A former executive of Earthly Minerals Solutions has been sentenced to three years in prison for his role in a Ponzi investment scheme that sold $18 million in mining claims in the desert south of Las Vegas to 250 investors between 2004 and 2006.
The Securities and Exchange Commission originally filed charges in April 2007 against two Henderson, Nevada-based companies-Earthly Mineral Solutions (EMS) and Natural Minerals Processing Company (NMPC)-and their three principal officers Roy D. Higgs, 67, and Frank L. Schwartz, 45, both of Henderson, and Rick Lawton, 63, of Reno, Nevada.
The SEC claimed that between 2003 and 2006, EMS sold investors securities in the form of investment contracts relating to interests in mining claims located on federal land near Las Vegas. By January 2006, EMS raised $20 million from more than 100 investors nationally, many of which, the SEC said, liquidated their Individual Retirement Accounts to invest in EMS's scheme.
EMS offered investors a guaranteed annual return ranging from 7% to 9% on their investment, paid monthly over a five-year period if investors purchased interest in the claims and granted NMPC a right of first refusal to mine the claims. The SEC said Higgs, Schwartz and Lawton told investors that the returns on their investment would be paid out of the operating revenue from EMS' purported fertilizer business, which, the men claimed, would use minerals mined by NMPC from the claims to produce a highly profitably, environmentally friendly fertilizer for retail sale.

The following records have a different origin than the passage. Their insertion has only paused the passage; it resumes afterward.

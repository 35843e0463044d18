//! Action panels: the forms behind create, update, delete and the two lookups.
//!
//! A panel is Editing while open with no request in flight, and Pending while
//! `awaiting` holds the ticket of its outstanding request. Closing drops the
//! panel, so a reply that arrives later finds no matching ticket and is not
//! applied to any form. Input is validated before a request is built; an
//! invalid form yields no request.

use crate::api::{NewUser, ROLE_TAGS, Role, User, UserUpdate};
use crate::error::ValidationError;

use super::dispatch::{ApiCall, Ticket};

#[derive(Clone, Copy, Debug, PartialEq, Eq)]
pub enum PanelKind {
    Create,
    Update,
    Delete,
    FindById,
    FindByRole,
}

impl PanelKind {
    pub fn title(self) -> &'static str {
        match self {
            PanelKind::Create => "Create New User",
            PanelKind::Update => "Update User",
            PanelKind::Delete => "Delete User by ID",
            PanelKind::FindById => "Find User by ID",
            PanelKind::FindByRole => "Find Users by Role",
        }
    }

    pub fn submit_label(self) -> &'static str {
        match self {
            PanelKind::Create => "Create",
            PanelKind::Update => "Update",
            PanelKind::Delete => "Delete",
            PanelKind::FindById | PanelKind::FindByRole => "Find",
        }
    }
}

/// Parse a user id typed into a form: a positive integer.
pub fn parse_id(raw: &str) -> Result<u64, ValidationError> {
    match raw.trim().parse::<u64>() {
        Ok(id) if id > 0 => Ok(id),
        _ => Err(ValidationError::InvalidId),
    }
}

/// Loose email shape check: `local@domain.tld`, no whitespace.
pub fn is_email_shaped(raw: &str) -> bool {
    let s = raw.trim();
    if s.chars().any(char::is_whitespace) {
        return false;
    }
    let Some((local, domain)) = s.rsplit_once('@') else {
        return false;
    };
    if local.is_empty() || local.contains('@') {
        return false;
    }
    let labels: Vec<&str> = domain.split('.').collect();
    labels.len() >= 2 && labels.iter().all(|l| !l.is_empty())
}

fn required(value: &str, field: &'static str) -> Result<String, ValidationError> {
    let v = value.trim();
    if v.is_empty() {
        Err(ValidationError::Required(field))
    } else {
        Ok(v.to_string())
    }
}

/// Step through the role catalog; `None` means nothing chosen yet.
fn cycle_role(current: Option<usize>, forward: bool) -> Option<usize> {
    let n = ROLE_TAGS.len();
    Some(match (current, forward) {
        (None, true) => 0,
        (None, false) => n - 1,
        (Some(i), true) => (i + 1) % n,
        (Some(i), false) => (i + n - 1) % n,
    })
}

#[derive(Clone, Debug, Default, PartialEq, Eq)]
pub struct CreateForm {
    pub username: String,
    pub email: String,
    pub role: Option<usize>,
    pub password: String,
}

impl CreateForm {
    pub fn validate(&self) -> Result<NewUser, ValidationError> {
        let username = required(&self.username, "username")?;
        let email = required(&self.email, "email")?;
        if !is_email_shaped(&email) {
            return Err(ValidationError::InvalidEmail);
        }
        let role = self
            .role
            .and_then(|i| ROLE_TAGS.get(i))
            .map(|t| t.role())
            .ok_or(ValidationError::MissingRole)?;
        // Passwords are sent as typed.
        if self.password.is_empty() {
            return Err(ValidationError::Required("password"));
        }
        Ok(NewUser {
            username,
            email,
            role,
            password: self.password.clone(),
        })
    }
}

#[derive(Clone, Debug, Default, PartialEq, Eq)]
pub struct UpdateForm {
    pub id: String,
    pub username: String,
}

impl UpdateForm {
    pub fn validate(&self) -> Result<UserUpdate, ValidationError> {
        let id = parse_id(&self.id)?;
        let username = required(&self.username, "username")?;
        Ok(UserUpdate { id, username })
    }
}

#[derive(Clone, Debug, Default, PartialEq, Eq)]
pub struct DeleteForm {
    pub id: String,
}

#[derive(Clone, Debug, Default, PartialEq, Eq)]
pub struct FindByIdForm {
    pub id: String,
    pub found: Option<User>,
}

#[derive(Clone, Debug, Default, PartialEq, Eq)]
pub struct FindByRoleForm {
    pub role: Option<usize>,
    pub found: Option<(Role, Vec<String>)>,
}

impl FindByRoleForm {
    pub fn selected_role(&self) -> Option<Role> {
        self.role.and_then(|i| ROLE_TAGS.get(i)).map(|t| t.role())
    }
}

#[derive(Clone, Debug, PartialEq, Eq)]
pub enum PanelForm {
    Create(CreateForm),
    Update(UpdateForm),
    Delete(DeleteForm),
    FindById(FindByIdForm),
    FindByRole(FindByRoleForm),
}

/// An open panel.
#[derive(Clone, Debug, PartialEq, Eq)]
pub struct Panel {
    pub form: PanelForm,
    pub focus: usize,
    pub awaiting: Option<Ticket>,
    pub error: Option<String>,
}

impl Panel {
    pub fn new(kind: PanelKind) -> Self {
        let form = match kind {
            PanelKind::Create => PanelForm::Create(CreateForm::default()),
            PanelKind::Update => PanelForm::Update(UpdateForm::default()),
            PanelKind::Delete => PanelForm::Delete(DeleteForm::default()),
            PanelKind::FindById => PanelForm::FindById(FindByIdForm::default()),
            PanelKind::FindByRole => PanelForm::FindByRole(FindByRoleForm::default()),
        };
        Self {
            form,
            focus: 0,
            awaiting: None,
            error: None,
        }
    }

    /// Update panel pre-filled from an existing record.
    pub fn update_for(user: &User) -> Self {
        Self {
            form: PanelForm::Update(UpdateForm {
                id: user.id.to_string(),
                username: user.username.clone(),
            }),
            focus: 1,
            awaiting: None,
            error: None,
        }
    }

    pub fn kind(&self) -> PanelKind {
        match self.form {
            PanelForm::Create(_) => PanelKind::Create,
            PanelForm::Update(_) => PanelKind::Update,
            PanelForm::Delete(_) => PanelKind::Delete,
            PanelForm::FindById(_) => PanelKind::FindById,
            PanelForm::FindByRole(_) => PanelKind::FindByRole,
        }
    }

    pub fn is_pending(&self) -> bool {
        self.awaiting.is_some()
    }

    /// Labels of the input fields, in focus order.
    pub fn field_labels(&self) -> &'static [&'static str] {
        match self.form {
            PanelForm::Create(_) => &["Username", "Email", "Role", "Password"],
            PanelForm::Update(_) => &["User ID", "Username"],
            PanelForm::Delete(_) | PanelForm::FindById(_) => &["User ID"],
            PanelForm::FindByRole(_) => &["Role"],
        }
    }

    pub fn focus_next(&mut self) {
        self.focus = (self.focus + 1) % self.field_labels().len();
    }

    pub fn focus_prev(&mut self) {
        let n = self.field_labels().len();
        self.focus = (self.focus + n - 1) % n;
    }

    fn focused_text(&mut self) -> Option<&mut String> {
        match (&mut self.form, self.focus) {
            (PanelForm::Create(f), 0) => Some(&mut f.username),
            (PanelForm::Create(f), 1) => Some(&mut f.email),
            (PanelForm::Create(f), 3) => Some(&mut f.password),
            (PanelForm::Update(f), 0) => Some(&mut f.id),
            (PanelForm::Update(f), 1) => Some(&mut f.username),
            (PanelForm::Delete(f), _) => Some(&mut f.id),
            (PanelForm::FindById(f), _) => Some(&mut f.id),
            _ => None,
        }
    }

    /// Whether the focused field is a role selector rather than free text.
    pub fn focus_is_role(&self) -> bool {
        matches!(
            (&self.form, self.focus),
            (PanelForm::Create(_), 2) | (PanelForm::FindByRole(_), _)
        )
    }

    /// Whether the focused field holds a secret that must be masked.
    pub fn focus_is_secret(&self) -> bool {
        matches!((&self.form, self.focus), (PanelForm::Create(_), 3))
    }

    /// Input is ignored while a request is in flight.
    pub fn input_char(&mut self, c: char) {
        if self.is_pending() {
            return;
        }
        if let Some(text) = self.focused_text() {
            text.push(c);
        }
    }

    pub fn backspace(&mut self) {
        if self.is_pending() {
            return;
        }
        if let Some(text) = self.focused_text() {
            text.pop();
        }
    }

    pub fn cycle_role(&mut self, forward: bool) {
        if self.is_pending() || !self.focus_is_role() {
            return;
        }
        match &mut self.form {
            PanelForm::Create(f) => f.role = cycle_role(f.role, forward),
            PanelForm::FindByRole(f) => f.role = cycle_role(f.role, forward),
            _ => {}
        }
    }

    /// The call a submit would issue, or why the form is not ready.
    pub fn submission(&self) -> Result<ApiCall, ValidationError> {
        match &self.form {
            PanelForm::Create(f) => f.validate().map(ApiCall::Create),
            PanelForm::Update(f) => f.validate().map(ApiCall::Update),
            PanelForm::Delete(f) => parse_id(&f.id).map(ApiCall::DeleteById),
            PanelForm::FindById(f) => parse_id(&f.id).map(ApiCall::FindById),
            PanelForm::FindByRole(f) => f
                .selected_role()
                .map(ApiCall::FindByRole)
                .ok_or(ValidationError::MissingRole),
        }
    }

    /// Submit control enablement.
    pub fn can_submit(&self) -> bool {
        !self.is_pending() && self.submission().is_ok()
    }

    /// Lookup that pre-fills the update form from the server.
    pub fn load_request(&self) -> Option<Result<ApiCall, ValidationError>> {
        match &self.form {
            PanelForm::Update(f) => Some(parse_id(&f.id).map(ApiCall::FindById)),
            _ => None,
        }
    }

    /// Record that `ticket` is now in flight for this panel.
    pub fn begin(&mut self, ticket: Ticket) {
        self.awaiting = Some(ticket);
        self.error = None;
    }

    /// Whether `ticket` is the request this panel is waiting on. Clears the
    /// pending state when it is.
    pub fn settle(&mut self, ticket: Ticket) -> bool {
        if self.awaiting == Some(ticket) {
            self.awaiting = None;
            true
        } else {
            false
        }
    }
}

However, the SEC said neither EMS nor NMPC ever extracted minerals or produced fertilizer from the mining claims owned or sold to investors by EMS. Indeed, EMS and NMPC never operated a mining and fertilizer business, and EMS received money from only once source: the sale of interests in the mining claims to investors. As in all Ponzi schemes, the monthly returns that EMS initially transferred to investors (before the scheme collapsed in late 2006) came solely from funds invested by new investors.
EMS stopped selling interests in mining claims in March 2006 after Nevada securities authorities issued a cease-and-desist order against EMS, NMPC, Higgs, Schwartz, and Lawton.
Acting U.S. Attorney Michael Reap said Monday that Schwartz was sentenced to three years in prison for his role in the scheme. As part of his guilty plea, Schwartz agreed to settle a civil enforcement action brought by the SEC. The civil case is pending in Las Vegas and has been delayed pending the outcome of the St. Louis case.